**Directions for this task**
Copy word for word the lines from the start of the records through the line that contains "if result.columns.is_empty() &&", both included.

━━━━━━━━

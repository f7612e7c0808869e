//! `qh sql ...`: question-to-SQL and direct execution.

use anyhow::{Context, Result};
use std::path::{Path, PathBuf};

use crate::config::Config;
use crate::context::AppContext;
use crate::db;
use crate::sql::{self, QueryResult};

/// Where `sql seed-demo` writes when neither `--db` nor `[sql] database` is set.
pub const DEFAULT_DEMO_DB: &str = "./data/student.db";

fn print_result(result: &QueryResult) {
    if result.columns.is_empty() && result.rows.is_empty() {
        println!("OK (no rows).");
        return;
    }
    println!("{}", result.to_table());
    println!("({} row{})", result.rows.len(), if result.rows.len() == 1 { "" } else { "s" });
}

pub async fn run_seed_demo(config: &Config, db_path: Option<&Path>) -> Result<()> {
    let path: PathBuf = db_path
        .map(Path::to_path_buf)
        .or_else(|| config.sql.database.clone())
        .unwrap_or_else(|| PathBuf::from(DEFAULT_DEMO_DB));

    let pool = db::connect_database(&path, true).await?;
    let inserted = sql::seed_demo(&pool)
        .await
        .with_context(|| format!("Failed to seed {}", path.display()))?;
    pool.close().await;

    println!("Seeded STUDENT table with {} rows in {}.", inserted, path.display());
    Ok(())
}

pub async fn run_schema(ctx: &AppContext) -> Result<()> {
    let schema = ctx.schema().await?;
    if schema.is_empty() {
        println!("No tables.");
    } else {
        println!("{}", schema.render());
    }
    Ok(())
}

pub async fn run_translate(ctx: &AppContext, question: &str) -> Result<()> {
    let statement = ctx.translate(question).await?;
    println!("{}", statement);
    Ok(())
}

/// Translate, record, execute. Translation and execution failures are
/// reported separately; on an execution failure the generated SQL is shown.
pub async fn run_question(ctx: &AppContext, question: &str) -> Result<()> {
    let statement = ctx
        .translate(question)
        .await
        .context("Could not translate the question to SQL")?;
    println!("SQL: {}", statement);
    ctx.try_record_history(question, &statement);

    let result = ctx
        .execute(&statement)
        .await
        .context("The generated SQL could not be executed")?;
    println!();
    print_result(&result);
    Ok(())
}

pub async fn run_exec(ctx: &AppContext, statement: &str) -> Result<()> {
    let result = ctx.execute(statement).await?;
    print_result(&result);
    Ok(())
}

pub fn run_history(ctx: &AppContext) -> Result<()> {
    let entries = ctx.history()?;
    if entries.is_empty() {
        println!("No queries yet.");
        return Ok(());
    }
    for entry in entries.iter().rev() {
        println!("{}  {}", entry.timestamp.format("%Y-%m-%d %H:%M:%S"), entry.question);
        println!("    {}", entry.sql);
    }
    Ok(())
}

━━━━━━━━

**Written answer**
repository f7612e7c0808869e
//! `qh sql ...`: question-to-SQL and direct execution.

use anyhow::{Context, Result};
use std::path::{Path, PathBuf};

use crate::config::Config;
use crate::context::AppContext;
use crate::db;
use crate::sql::{self, QueryResult};

/// Where `sql seed-demo` writes when neither `--db` nor `[sql] database` is set.
pub const DEFAULT_DEMO_DB: &str = "./data/student.db";

fn print_result(result: &QueryResult) {
    if result.columns.is_empty() && result.rows.is_empty() {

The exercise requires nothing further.